Although many of their performances have combined historical and contemporary pieces, Waller said “Performing in the Parlor” was strictly rooted in the 19th century.
“I would really like people to take away the fact that, yes, the guitar was in America almost from the beginning,” Waller said.
Waller, Fiona Maxwell and Mark Maxwell worked together to find connections between music and text and pair them together. For instance, a text about 19th-century American life was matched with American music, and a story of sailors getting shipwrecked in France was paired with French music. Making these combinations was a “fun puzzle” for the family, Fiona Maxwell said.
The family knew they wanted the event to be at NU, since the idea grew out of the University’s archives, Fiona Maxwell said. NU also has a history of early guitar performance and elocution, she added.
In fact, all of the texts adapted and performed by Fiona Maxwell for the event were also performed by NU students and faculty during the 19th century — with one exception.
“I recently uncovered this kind of oral history autobiography of this Italian woman immigrant who came to Chicago and, through settlement houses, became a really renowned storyteller,” Fiona Maxwell said.
This woman was Rosa Cassettari, and Fiona Maxwell adapted a moment from Cassettari’s spoken memoir for “Performing in the Parlor.”
For attendee Rania Adamczyk, this part of the performance was one of her favorites.
Adamczyk did theater with Fiona Maxwell when the two were kids, and she has enjoyed following Fiona Maxwell’s journey into historical performance, she said.

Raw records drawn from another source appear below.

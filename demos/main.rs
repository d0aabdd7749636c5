//! Demonstration entry point for the alog engine.
//!
//! Spins up a [`Logger`] with a file sink, fires a burst of records from
//! several producer threads, and reports the resulting counters.

use std::sync::Arc;
use std::time::Instant;

use alog::{alog, Level, Logger, StatsSnapshot};

const PRODUCERS: usize = 4;
const PER_PRODUCER: usize = 250_000;

fn main() -> Result<(), Box<dyn std::error::Error>> {
    println!("alog - high-throughput asynchronous logging engine");
    println!("====================================================");

    let log_path = std::env::temp_dir().join("alog-demo.log");
    println!("\nWriting to: {}", log_path.display());

    let internal = Arc::new(alog::internal_log::InternalLog::from_env());
    let logger = Arc::new(Logger::new());
    logger.set_queue_size(1 << 16)?;
    logger.set_sink(Box::new(alog::FileSink::new(
        &log_path,
        alog::formatter::DEFAULT_PATTERN,
        internal,
    )))?;
    logger.start()?;

    println!("\nRunning {PRODUCERS} producer threads x {PER_PRODUCER} records each...");
    let start = Instant::now();

    let handles: Vec<_> = (0..PRODUCERS)
        .map(|id| {
            let logger = Arc::clone(&logger);
            std::thread::spawn(move || {
                for i in 0..PER_PRODUCER {
                    alog!(logger, Level::Info, "producer {} record {}", id, i);
                }
            })
        })
        .collect();

    for h in handles {
        h.join().expect("producer thread panicked");
    }

    logger.flush();
    let elapsed = start.elapsed();
    println!("  produced in {elapsed:.2?}");

    let stats: StatsSnapshot = logger.stats();
    logger.stop();

    println!("\nCounters:");
    println!("  total:     {}", stats.total);
    println!("  dropped:   {}", stats.drop);
    println!("  errors:    {}", stats.err);
    println!("  truncated: {}", stats.trunc);

    Ok(())
}
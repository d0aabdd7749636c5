//! Sink abstraction: a destination for formatted log records.
//!
//! Modeled as a small capability trait — `write`/`flush`/`close` — rather
//! than an inheritance tree. A file sink composes a byte-output function
//! with a [`crate::formatter::Formatter`] rather than extending a
//! "formatter sink" base.

mod file;
mod null;

pub use file::FileSink;
pub use null::NullSink;

use crate::error::Result;
use crate::record::LogRecord;

/// A destination for formatted log records, owned exclusively by the
/// consumer thread once the logger has started.
pub trait Sink: Send {
    /// Write one record. Implementations take ownership of `record` and
    /// must not leak it regardless of outcome.
    fn write(&mut self, record: LogRecord) -> Result<()>;

    /// Flush any buffered bytes to the underlying destination, and take
    /// the opportunity to detect destination rotation if applicable.
    fn flush(&mut self) -> Result<()>;

    /// Release the sink's resources. Must be idempotent.
    fn close(&mut self);
}
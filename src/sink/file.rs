//! File sink: a destination file with a write-coalescing buffer and
//! device+inode rotation detection.

use std::ffi::CString;
use std::io;
use std::os::unix::ffi::OsStrExt;
use std::path::{Path, PathBuf};
use std::sync::Arc;

use libc::c_int;

use crate::constants::{FILE_SINK_BUFFER_SIZE, LOG_DIR_MODE, LOG_FILE_MODE};
use crate::error::{Error, Result};
use crate::formatter::{Formatter, PatternFormatter};
use crate::internal_log::InternalLog;
use crate::record::{Level, LogRecord};
use crate::sink::Sink;

#[derive(Clone, Copy, PartialEq, Eq, Debug)]
struct FileIdentity {
    dev: u64,
    ino: u64,
}

fn path_to_cstring(path: &Path) -> io::Result<CString> {
    CString::new(path.as_os_str().as_bytes())
        .map_err(|_| io::Error::new(io::ErrorKind::InvalidInput, "path contains a NUL byte"))
}

fn raw_open(path: &Path) -> io::Result<c_int> {
    let c_path = path_to_cstring(path)?;
    let fd = unsafe {
        libc::open(
            c_path.as_ptr(),
            libc::O_WRONLY | libc::O_APPEND | libc::O_CREAT,
            LOG_FILE_MODE,
        )
    };
    if fd < 0 {
        Err(io::Error::last_os_error())
    } else {
        Ok(fd)
    }
}

fn stat_identity(path: &Path) -> io::Result<FileIdentity> {
    let c_path = path_to_cstring(path)?;
    let mut st: libc::stat = unsafe { std::mem::zeroed() };
    let rc = unsafe { libc::stat(c_path.as_ptr(), &mut st) };
    if rc != 0 {
        return Err(io::Error::last_os_error());
    }
    Ok(FileIdentity {
        dev: st.st_dev as u64,
        ino: st.st_ino as u64,
    })
}

/// Recursively create `dir` (and any missing parents) at mode 0755,
/// tolerating components that already exist. Equivalent to the original's
/// `_mkdir_recursive`, expressed with `std::fs` rather than hand-rolled
/// path splitting.
fn create_dir_recursive(dir: &Path) -> io::Result<()> {
    use std::os::unix::fs::DirBuilderExt;
    std::fs::DirBuilder::new()
        .recursive(true)
        .mode(LOG_DIR_MODE)
        .create(dir)
}

/// A destination file with a 4096-byte write-coalescing buffer and
/// rotation detection via device+inode comparison, performed lazily at
/// each `flush`.
pub struct FileSink {
    path: PathBuf,
    fd: c_int,
    identity: Option<FileIdentity>,
    buffer: Vec<u8>,
    format_buf: String,
    formatter: Box<dyn Formatter>,
    internal: Arc<InternalLog>,
}

impl FileSink {
    pub fn new(path: impl Into<PathBuf>, pattern: &str, internal: Arc<InternalLog>) -> Self {
        Self::with_formatter(path, Box::new(PatternFormatter::new(pattern)), internal)
    }

    pub fn with_formatter(
        path: impl Into<PathBuf>,
        formatter: Box<dyn Formatter>,
        internal: Arc<InternalLog>,
    ) -> Self {
        Self {
            path: path.into(),
            fd: -1,
            identity: None,
            buffer: Vec::with_capacity(FILE_SINK_BUFFER_SIZE),
            format_buf: String::with_capacity(256),
            formatter,
            internal,
        }
    }

    /// Rotation detection: reopen if the fd is closed, or if the path's
    /// on-disk identity no longer matches what's held open.
    fn reload(&mut self) -> Result<()> {
        if self.fd < 0 {
            self.open_fresh()
        } else {
            match stat_identity(&self.path) {
                Ok(current) if Some(current) == self.identity => Ok(()),
                Ok(_) => {
                    self.internal
                        .log(Level::Info, "log file changed, reopen file");
                    self.close();
                    self.reload()
                }
                Err(e) if e.raw_os_error() == Some(libc::ENOENT) => {
                    self.internal
                        .log(Level::Info, "log file changed, reopen file");
                    self.close();
                    self.reload()
                }
                Err(e) => {
                    self.internal
                        .log(Level::Error, &format!("stat() failed: {e}"));
                    Err(Error::sink_io(format!("stat() failed: {e}")))
                }
            }
        }
    }

    fn open_fresh(&mut self) -> Result<()> {
        let fd = match raw_open(&self.path) {
            Ok(fd) => fd,
            Err(e) if e.raw_os_error() == Some(libc::ENOENT) => {
                self.internal
                    .log(Level::Error, &format!("open log file failed: {e}"));
                if let Some(parent) = self.path.parent().filter(|p| !p.as_os_str().is_empty()) {
                    if let Err(mk_err) = create_dir_recursive(parent) {
                        self.internal
                            .log(Level::Fatal, &format!("mkdir failed: {mk_err}"));
                        return Err(Error::sink_io(format!("mkdir failed: {mk_err}")));
                    }
                    self.internal.log(Level::Info, "created log dir");
                }
                match raw_open(&self.path) {
                    Ok(fd) => fd,
                    Err(e2) => {
                        self.internal.log(
                            Level::Fatal,
                            &format!("open log file again failed: {e2}"),
                        );
                        return Err(Error::sink_io(format!("open failed: {e2}")));
                    }
                }
            }
            Err(e) => {
                self.internal
                    .log(Level::Error, &format!("open log file failed: {e}"));
                return Err(Error::sink_io(format!("open failed: {e}")));
            }
        };

        self.fd = fd;
        match stat_identity(&self.path) {
            Ok(identity) => {
                self.identity = Some(identity);
                Ok(())
            }
            Err(e) => {
                self.internal
                    .log(Level::Error, &format!("stat() failed: {e}"));
                Err(Error::sink_io(format!("stat() failed: {e}")))
            }
        }
    }

    /// Drain the coalescing buffer with a single write call. Discards the
    /// buffer on error; there is no replay.
    fn drain_buffer(&mut self) -> Result<()> {
        if self.buffer.is_empty() {
            return Ok(());
        }
        let result = raw_write(self.fd, &self.buffer);
        self.buffer.clear();
        result
    }
}

fn raw_write(fd: c_int, bytes: &[u8]) -> Result<()> {
    let n = unsafe { libc::write(fd, bytes.as_ptr() as *const libc::c_void, bytes.len()) };
    if n < 0 || n as usize != bytes.len() {
        return Err(Error::sink_io("fwrite() error"));
    }
    Ok(())
}

impl Sink for FileSink {
    fn write(&mut self, record: LogRecord) -> Result<()> {
        if self.fd < 0 {
            if let Err(e) = self.reload() {
                self.internal.log(Level::Fatal, "reload failed");
                drop(record);
                return Err(e);
            }
        }

        self.format_buf.clear();
        self.formatter.format(&record, &mut self.format_buf);
        self.format_buf.push('\n');
        drop(record);

        let needed = self.format_buf.len();
        if self.buffer.len() + needed > FILE_SINK_BUFFER_SIZE {
            self.drain_buffer()?;
        }

        if needed >= FILE_SINK_BUFFER_SIZE {
            raw_write(self.fd, self.format_buf.as_bytes())
        } else {
            self.buffer.extend_from_slice(self.format_buf.as_bytes());
            Ok(())
        }
    }

    fn flush(&mut self) -> Result<()> {
        if self.fd >= 0 {
            self.drain_buffer()?;
        }
        self.reload()
    }

    fn close(&mut self) {
        if self.fd >= 0 {
            unsafe {
                libc::close(self.fd);
            }
            self.fd = -1;
        }
    }
}

impl Drop for FileSink {
    fn drop(&mut self) {
        self.close();
    }
}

Adamcyzk added she has also attended similar performances by the family.
“They were really intentional about pairing the music and the spoken performance pieces,” Adamczyk said. “It gives you an interesting window into life.”
Fiona Maxwell said these performances are important both to local history and the broader history of women and performance in the U.S.
“This art form of elocution, and also music, was a really important way that women, minorities, immigrants were able to kind of enter into public conversation,” Fiona Maxwell said. “Through the music they shared, they were able to show that they belonged in public in America, and that they also had valuable perspectives.”